Red Hat Bugzilla – Bug 59637
environment problem
Last modified: 2007-04-18 12:40:16 EDT
From Bugzilla Helper: User-Agent: Mozilla/5.0 (X11; U; Linux i686; en-US; rv:0.9.2.1) Gecko/20010901 Description of problem: Using a printer with cdj970 as the driver, selecting "driver options" crashes the edit-printer dialog. This occurs while reading a foomatic generated file: /var/cache/foomatic/pcache/compiled/combo/cdj970/530418.perl with the following error message: Storable binary image v2.4 more recent than I am (v1.0) at blib/lib/Storable.pm (autosplit into blib/lib/auto/Storable/retrieve.al) line 203, at /usr/lib/perl5/site_perl/5.6.0/Foomatic/DB.pm line 3360 It look like the newer print packages have some files that depend on an updated perl-Storable Version-Release number of selected component (if applicable): How reproducible: Always Steps to Reproduce: 1.Run printconf-gui, and select any printer 2.set the printers driver to HP -> DeskJet 990C -> cdj970 3.Click the Driver Options tab Actual Results: dialog crashes. Inserting a debug statement to /usr/lib/perl5/site_perl/5.6.0/Foomatic/DB.pm shows that it is crashing while opening /var/cache/foomatic/pcache/compiled/combo/cdj970/530418.perl. That is a generated file, so it seems strange that it can be of a Storable format that cannot be read later. Additional info: Some RPM versions: printconf-gui-0.3.61-3 perl-Storable-0.6.11-6 foomatic-1.1-0.20011218.3 Omni-0.5.0-4 printconf-0.3.61-3 Omni-foomatic-0.5.0-4
If you do this as root: rm -rf /var/cache/foomatic/pcache/* /var/cache/foomatic/compiled/* does it work?

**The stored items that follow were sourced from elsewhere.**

//! Export of one month of transactions to a CSV report

use crate::actual::LedgerSource;
use crate::period::ReportPeriod;
use crate::report::TransactionCsvWriter;
use crate::resolver::NameResolver;
use std::error::Error;
use std::fs::{self, File};
use std::io::Write;
use std::path::{Path, PathBuf};
use tracing::{error, info, warn};

#[derive(Debug, Default, Clone, PartialEq, Eq)]
pub struct ExportSummary {
    /// Accounts with at least one exported transaction.
    pub accounts_exported: usize,
    pub accounts_skipped: usize,
    pub accounts_failed: usize,
    pub transactions_written: usize,
}

/**
Report file of a period.

Rows are written to `<YYYY-MM>.csv.tmp`, which replaces `<YYYY-MM>.csv` only when
[`ReportFile::persist`] is called, so a failed export never touches the previous
report of the month.
*/
pub struct ReportFile {
    path: PathBuf,
    tmp_path: PathBuf,
    file: File,
}

impl ReportFile {
    /// Creates (or truncates) the temporary file, creating the folder if needed.
    pub fn create(output_dir: &Path, period: &ReportPeriod) -> Result<Self, Box<dyn Error>> {
        if !output_dir.as_os_str().is_empty() && !fs::exists(output_dir)? {
            fs::create_dir_all(output_dir)?;
            info!("Created folder: {}", output_dir.display());
        }

        let path = output_dir.join(period.file_name());
        let tmp_path = output_dir.join(format!("{}.tmp", period.file_name()));
        let file = File::create(&tmp_path)?;

        Ok(Self {
            path,
            tmp_path,
            file,
        })
    }

    pub fn path(&self) -> &Path {
        &self.path
    }

    pub fn writer(&self) -> &File {
        &self.file
    }

    /// Moves the written report into place, replacing any previous one.
    pub fn persist(self) -> Result<PathBuf, Box<dyn Error>> {
        let Self {
            path,
            tmp_path,
            file,
        } = self;
        file.sync_all()?;
        drop(file);

        fs::rename(&tmp_path, &path)?;
        info!("Saved file: {}", path.display());

        Ok(path)
    }

    /// Removes the temporary file, the previous report is left as is.
    pub fn discard(self) -> Result<(), Box<dyn Error>> {
        let Self { tmp_path, file, .. } = self;
        drop(file);

        fs::remove_file(&tmp_path)?;
        Ok(())
    }
}

/**
Writes every transaction of `period` into `destination`, grouped by account.

Closed accounts are skipped. An account whose transactions cannot be fetched is
logged and skipped, a write error stops the export. Each account's rows are flushed
before the next account is fetched.
*/
pub async fn export_transactions<S, W>(
    source: &S,
    period: &ReportPeriod,
    destination: W,
) -> Result<ExportSummary, Box<dyn Error>>
where
    S: LedgerSource,
    W: Write,
{
    let categories = source.get_categories().await?;
    let payees = source.get_payees().await?;
    let resolver = NameResolver::new(categories, payees);
    info!(
        "Loaded {} categories and {} payees",
        resolver.category_count(),
        resolver.payee_count()
    );

    let mut writer = TransactionCsvWriter::new(destination, resolver)?;

    let accounts = source.get_accounts().await?;
    info!("Found {} accounts", accounts.len());

    let mut summary = ExportSummary::default();
    for account in accounts {
        if account.closed {
            info!("Skipping closed account: {}", account.name);
            summary.accounts_skipped += 1;
            continue;
        }

        let transactions = match source.get_transactions(&account.id, period).await {
            Ok(transactions) => transactions,
            Err(e) => {
                warn!(
                    "Failed to fetch transactions for account {}: {}",
                    account.name, e
                );
                summary.accounts_failed += 1;
                continue;
            }
        };

        if transactions.is_empty() {
            info!("No transactions for account: {}", account.name);
            continue;
        }

        if let Err(e) = writer.add_batch(&account, &transactions) {
            error!(
                "Failed to write transactions of account {}: {}",
                account.name, e
            );
            return Err(Box::new(e));
        }

        info!(
            "Written {} transactions for account {}",
            transactions.len(),
            account.name
        );
        summary.accounts_exported += 1;
        summary.transactions_written += transactions.len();
    }

    Ok(summary)
}
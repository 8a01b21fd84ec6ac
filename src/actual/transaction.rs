/*!
Structs related to Actual transactions APIs' responses.
*/

use serde::{Deserialize, Deserializer, Serialize};
use serde_json::Value;

/**
Structure representing an Actual transaction.

Actual returns many more fields (`imported_payee`, `cleared`, `tombstone`,
`is_parent`, `is_child`, `parent_id`, `imported_id`, `transfer_id`,
`sort_order`, `schedule`, `subtransactions`...), they are ignored on decode.
*/
#[derive(Default, Debug, Clone, PartialEq, Serialize, Deserialize)]
pub struct Transaction {
    /// ID of the transaction.
    pub id: String,

    /// ID of the related account.
    pub account: String,

    /// ID of the category, null for uncategorized transactions.
    #[serde(default)]
    pub category: Option<String>,

    /// ID of the payee.
    #[serde(default)]
    pub payee: Option<String>,

    /// Amount in cents, negative for outflows.
    pub amount: i64,

    #[serde(default)]
    pub notes: Option<String>,

    /// Date of the transaction, `YYYY-MM-DD`.
    pub date: String,

    /// Error attached to the transaction by Actual, e.g. an unbalanced split.
    /// Object errors are kept as their JSON text.
    #[serde(default, deserialize_with = "deserialize_error")]
    pub error: Option<String>,
}

fn deserialize_error<'de, D>(deserializer: D) -> Result<Option<String>, D::Error>
where
    D: Deserializer<'de>,
{
    Ok(match Option::<Value>::deserialize(deserializer)? {
        None | Some(Value::Null) => None,
        Some(Value::String(s)) => Some(s),
        Some(other) => Some(other.to_string()),
    })
}

/**
Response of /budgets/{sync_id}/accounts/{account_id}/transactions
*/
pub type TransactionsResponse = super::DataResponse<Transaction>;
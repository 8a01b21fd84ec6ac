mod account;
mod api;
mod category;
mod payee;
mod transaction;

pub use self::account::*;
pub use self::api::*;
pub use self::category::*;
pub use self::payee::*;
pub use self::transaction::*;

use crate::period::ReportPeriod;
use serde::{Deserialize, Serialize};
use std::error::Error;

/// Envelope of every listing returned by the Actual HTTP API.
#[derive(Default, Debug, Clone, PartialEq, Serialize, Deserialize)]
pub struct DataResponse<T> {
    pub data: Vec<T>,
}

/// Where the export reads its accounts, categories, payees and transactions from.
#[allow(async_fn_in_trait)]
pub trait LedgerSource {
    async fn get_accounts(&self) -> Result<Vec<Account>, Box<dyn Error>>;

    async fn get_categories(&self) -> Result<Vec<Category>, Box<dyn Error>>;

    async fn get_payees(&self) -> Result<Vec<Payee>, Box<dyn Error>>;

    /// Transactions of one account, dated within the period (bounds included).
    async fn get_transactions(
        &self,
        account_id: &str,
        period: &ReportPeriod,
    ) -> Result<Vec<Transaction>, Box<dyn Error>>;
}
/*!
Structs related to Actual accounts APIs' responses.
*/

use serde::{Deserialize, Serialize};

/**
Structure representing an Actual account.

Actual returns a few more fields (`offbudget`, balances), only those needed for
the export are kept.
*/
#[derive(Default, Debug, Clone, PartialEq, Serialize, Deserialize)]
pub struct Account {
    /// ID of the account.
    pub id: String,
    /// The name of the account.
    pub name: String,
    /// If true, the account is closed and not exported.
    #[serde(default)]
    pub closed: bool,
}

/**
Response of /budgets/{sync_id}/accounts
*/
pub type AccountsResponse = super::DataResponse<Account>;
use actual_csv_exporter::actual::ActualApi;
use actual_csv_exporter::config::Config;
use actual_csv_exporter::export::{ReportFile, export_transactions};
use std::process::ExitCode;
use tracing::{error, info, warn};

#[tokio::main]
async fn main() -> ExitCode {
    // initialize tracing
    tracing_subscriber::fmt()
        .with_max_level(tracing::Level::DEBUG)
        .init();

    let config = match Config::from_env() {
        Ok(config) => config,
        Err(e) => {
            error!("Error reading configuration: {}", e);
            return ExitCode::FAILURE;
        }
    };

    let Some(period) = config.report_period() else {
        error!("Could not determine the month to export");
        return ExitCode::FAILURE;
    };

    let actual_api = match ActualApi::new(&config) {
        Ok(api) => api,
        Err(e) => {
            error!("Error creating ActualApi: {:#?}", e);
            return ExitCode::FAILURE;
        }
    };

    let report = match ReportFile::create(&config.transaction_output_dir, &period) {
        Ok(report) => report,
        Err(e) => {
            error!("Error creating report file: {}", e);
            return ExitCode::FAILURE;
        }
    };
    info!(
        "Exporting transactions of {} to {}",
        period,
        report.path().display()
    );

    let summary = match export_transactions(&actual_api, &period, report.writer()).await {
        Ok(summary) => summary,
        Err(e) => {
            error!("Export of {} failed: {}", period, e);
            if let Err(e) = report.discard() {
                warn!("Error removing incomplete report: {}", e);
            }
            return ExitCode::FAILURE;
        }
    };

    let path = match report.persist() {
        Ok(path) => path,
        Err(e) => {
            error!("Error saving report: {}", e);
            return ExitCode::FAILURE;
        }
    };

    if summary.accounts_failed > 0 {
        warn!(
            "Transactions of {} accounts could not be fetched and are missing from the report",
            summary.accounts_failed
        );
    }
    if summary.transactions_written == 0 {
        info!("No transactions found for any account");
    } else {
        info!(
            "Written {} total transactions from {} accounts to {}",
            summary.transactions_written,
            summary.accounts_exported,
            path.display()
        );
    }

    ExitCode::SUCCESS
}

This fixed it, and I figured out the problem. I had a newer Storable.pm in my private PERLLIB. Running printconf-gui from my login inherits my PERLLIB. Running it from someone elses login does not. Maybe it would be good if printconf-gui and similar root-privelege programs would reset things like PERLLIB, PATH, LD_LIBRARY_PATH. This is a general problem. As I see it, most of the environment should be dropped whenever root priveleges are acquired, otherwise there is a chance of security exploits, right?
In this case, root priveleges are acquired by the user typing in root's password. :-) But since it's a consolehelper thing, it ought to unset those variables so that it works right. Fixed in CVS.
If one launches printconf-gui from the gnome menu, is there any inheritance from the user's .profile or .cshrc files? If not, then I may have done su then printconf-gui, and been the real culprit. Maybe accessing printconf-gui from the menu is already safe from a user's PERLLIB. About my point of dropping the environment when you become root: I guess what I should have done is "su -l" not just "su". I think the consolehelper should act more like su -l.
Changing component.
Nalin, does consolehelper already clear out the environment?
Closing this old bug. It seems it is working. Consolehelper now uses "safe" set of enviroment variables. If the problem is still occuring, please, reopen the bug.